EXERCISE INSTRUCTIONS -
From the data below, repeat exactly the lines from the line with "pub fn subscribe(&self)" to the line with "pub mod adapters;", both included.
********************
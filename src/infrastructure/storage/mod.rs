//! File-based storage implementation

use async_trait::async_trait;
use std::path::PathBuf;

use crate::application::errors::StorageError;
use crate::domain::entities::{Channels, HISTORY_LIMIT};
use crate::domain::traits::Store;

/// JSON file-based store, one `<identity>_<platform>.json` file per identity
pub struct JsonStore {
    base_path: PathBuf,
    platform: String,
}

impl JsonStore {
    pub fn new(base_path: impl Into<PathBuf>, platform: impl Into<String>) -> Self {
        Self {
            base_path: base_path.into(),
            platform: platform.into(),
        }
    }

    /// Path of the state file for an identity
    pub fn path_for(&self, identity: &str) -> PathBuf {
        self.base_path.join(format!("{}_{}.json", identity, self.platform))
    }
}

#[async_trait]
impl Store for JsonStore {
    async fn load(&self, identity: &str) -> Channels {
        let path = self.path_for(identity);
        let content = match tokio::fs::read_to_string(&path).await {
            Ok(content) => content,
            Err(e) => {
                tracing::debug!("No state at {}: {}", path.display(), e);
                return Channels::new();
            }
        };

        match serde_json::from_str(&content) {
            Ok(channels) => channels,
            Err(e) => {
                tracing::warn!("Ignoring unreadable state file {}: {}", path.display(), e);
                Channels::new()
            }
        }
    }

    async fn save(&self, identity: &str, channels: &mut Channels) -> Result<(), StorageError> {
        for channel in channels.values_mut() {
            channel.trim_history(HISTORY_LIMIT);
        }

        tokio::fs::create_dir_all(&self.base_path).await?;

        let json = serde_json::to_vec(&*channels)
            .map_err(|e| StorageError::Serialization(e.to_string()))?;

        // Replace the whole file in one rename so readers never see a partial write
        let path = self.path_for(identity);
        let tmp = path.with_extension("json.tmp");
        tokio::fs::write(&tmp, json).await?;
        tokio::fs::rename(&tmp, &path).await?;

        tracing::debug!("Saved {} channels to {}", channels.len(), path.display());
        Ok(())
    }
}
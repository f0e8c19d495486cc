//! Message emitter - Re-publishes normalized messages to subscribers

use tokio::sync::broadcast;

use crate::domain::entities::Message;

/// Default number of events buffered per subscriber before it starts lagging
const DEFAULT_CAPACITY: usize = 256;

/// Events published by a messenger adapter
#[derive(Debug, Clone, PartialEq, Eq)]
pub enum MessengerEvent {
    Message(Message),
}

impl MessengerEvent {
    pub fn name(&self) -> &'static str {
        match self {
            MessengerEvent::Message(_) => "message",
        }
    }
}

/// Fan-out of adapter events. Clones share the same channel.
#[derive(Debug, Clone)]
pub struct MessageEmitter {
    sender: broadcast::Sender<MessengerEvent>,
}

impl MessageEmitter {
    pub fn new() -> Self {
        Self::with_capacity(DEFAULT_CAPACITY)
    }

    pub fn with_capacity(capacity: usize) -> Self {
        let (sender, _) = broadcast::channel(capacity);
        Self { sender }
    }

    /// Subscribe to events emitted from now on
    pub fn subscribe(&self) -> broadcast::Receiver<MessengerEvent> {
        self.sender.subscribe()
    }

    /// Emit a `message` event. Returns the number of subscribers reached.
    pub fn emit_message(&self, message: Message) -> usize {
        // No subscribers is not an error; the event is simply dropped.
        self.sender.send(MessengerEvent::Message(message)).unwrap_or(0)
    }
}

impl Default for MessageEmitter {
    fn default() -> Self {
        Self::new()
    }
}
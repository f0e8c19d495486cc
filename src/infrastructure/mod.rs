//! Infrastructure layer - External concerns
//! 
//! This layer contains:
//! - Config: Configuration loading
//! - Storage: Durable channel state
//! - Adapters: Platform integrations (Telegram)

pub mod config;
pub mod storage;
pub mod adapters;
********************
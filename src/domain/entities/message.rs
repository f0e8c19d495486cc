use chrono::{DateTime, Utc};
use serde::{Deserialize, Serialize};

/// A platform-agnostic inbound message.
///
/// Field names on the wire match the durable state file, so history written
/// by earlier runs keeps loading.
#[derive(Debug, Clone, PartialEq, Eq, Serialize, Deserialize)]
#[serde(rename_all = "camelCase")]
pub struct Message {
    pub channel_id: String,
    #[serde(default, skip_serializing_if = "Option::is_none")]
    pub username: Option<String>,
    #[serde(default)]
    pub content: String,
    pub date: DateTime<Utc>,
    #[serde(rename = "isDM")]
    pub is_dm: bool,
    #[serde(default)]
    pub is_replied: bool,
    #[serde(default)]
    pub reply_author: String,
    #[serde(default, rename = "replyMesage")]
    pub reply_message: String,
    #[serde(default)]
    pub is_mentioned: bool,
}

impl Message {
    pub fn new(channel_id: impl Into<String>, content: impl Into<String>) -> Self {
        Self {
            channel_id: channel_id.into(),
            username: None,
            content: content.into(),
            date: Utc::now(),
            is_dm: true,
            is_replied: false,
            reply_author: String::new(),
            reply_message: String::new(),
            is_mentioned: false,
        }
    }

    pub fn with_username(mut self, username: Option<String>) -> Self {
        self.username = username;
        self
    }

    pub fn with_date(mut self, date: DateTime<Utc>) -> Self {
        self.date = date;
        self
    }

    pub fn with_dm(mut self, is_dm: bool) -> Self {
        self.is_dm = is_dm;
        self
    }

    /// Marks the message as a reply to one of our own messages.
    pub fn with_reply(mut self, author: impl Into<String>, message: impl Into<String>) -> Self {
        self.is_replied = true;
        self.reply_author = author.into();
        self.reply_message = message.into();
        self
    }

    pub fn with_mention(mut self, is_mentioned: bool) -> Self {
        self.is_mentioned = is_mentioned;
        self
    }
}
********************
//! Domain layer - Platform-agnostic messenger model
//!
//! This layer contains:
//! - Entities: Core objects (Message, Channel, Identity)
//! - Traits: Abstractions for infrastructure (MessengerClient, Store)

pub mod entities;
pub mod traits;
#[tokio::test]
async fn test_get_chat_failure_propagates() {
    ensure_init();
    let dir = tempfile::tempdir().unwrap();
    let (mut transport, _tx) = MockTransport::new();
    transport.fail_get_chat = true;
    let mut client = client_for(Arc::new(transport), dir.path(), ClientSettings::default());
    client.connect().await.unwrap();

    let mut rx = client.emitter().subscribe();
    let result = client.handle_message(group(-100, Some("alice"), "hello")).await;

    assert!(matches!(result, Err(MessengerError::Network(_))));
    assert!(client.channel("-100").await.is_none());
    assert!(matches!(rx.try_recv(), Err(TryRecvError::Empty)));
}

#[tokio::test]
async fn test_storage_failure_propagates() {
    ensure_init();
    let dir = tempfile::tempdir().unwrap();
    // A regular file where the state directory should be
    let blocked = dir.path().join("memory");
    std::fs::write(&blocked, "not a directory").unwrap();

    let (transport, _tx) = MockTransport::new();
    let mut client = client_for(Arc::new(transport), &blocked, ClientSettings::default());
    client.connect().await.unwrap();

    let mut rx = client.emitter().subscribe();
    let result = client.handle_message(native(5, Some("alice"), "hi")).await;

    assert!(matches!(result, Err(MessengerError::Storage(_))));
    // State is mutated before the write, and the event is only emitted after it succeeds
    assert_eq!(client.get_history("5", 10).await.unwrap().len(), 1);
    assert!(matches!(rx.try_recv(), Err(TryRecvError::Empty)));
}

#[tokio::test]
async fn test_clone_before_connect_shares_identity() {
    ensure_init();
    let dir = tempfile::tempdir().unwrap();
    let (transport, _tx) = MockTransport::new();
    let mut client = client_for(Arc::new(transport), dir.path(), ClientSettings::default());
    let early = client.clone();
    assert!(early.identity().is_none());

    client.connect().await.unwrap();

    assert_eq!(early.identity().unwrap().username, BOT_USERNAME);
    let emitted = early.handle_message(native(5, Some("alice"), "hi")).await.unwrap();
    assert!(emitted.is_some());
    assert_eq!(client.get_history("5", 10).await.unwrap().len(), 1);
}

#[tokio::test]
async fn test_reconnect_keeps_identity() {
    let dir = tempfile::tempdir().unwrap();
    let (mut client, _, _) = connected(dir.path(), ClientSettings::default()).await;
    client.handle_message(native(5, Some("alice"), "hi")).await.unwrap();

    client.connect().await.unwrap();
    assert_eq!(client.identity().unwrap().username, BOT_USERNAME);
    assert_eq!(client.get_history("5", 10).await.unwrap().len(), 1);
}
********************
RESULT OF THIS EXERCISE -
    pub fn subscribe(&self) -> broadcast::Receiver<MessengerEvent> {
        self.sender.subscribe()
    }

    /// Emit a `message` event. Returns the number of subscribers reached.
    pub fn emit_message(&self, message: Message) -> usize {
        // No subscribers is not an error; the event is simply dropped.
        self.sender.send(MessengerEvent::Message(message)).unwrap_or(0)
    }
}

impl Default for MessageEmitter {
    fn default() -> Self {
        Self::new()
    }
}
repository f0e8c19d495486cc
filename src/infrastructure/mod.rs
//! Infrastructure layer - External concerns
//! 
//! This layer contains:
//! - Config: Configuration loading
//! - Storage: Durable channel state
//! - Adapters: Platform integrations (Telegram)

pub mod config;
pub mod storage;
pub mod adapters;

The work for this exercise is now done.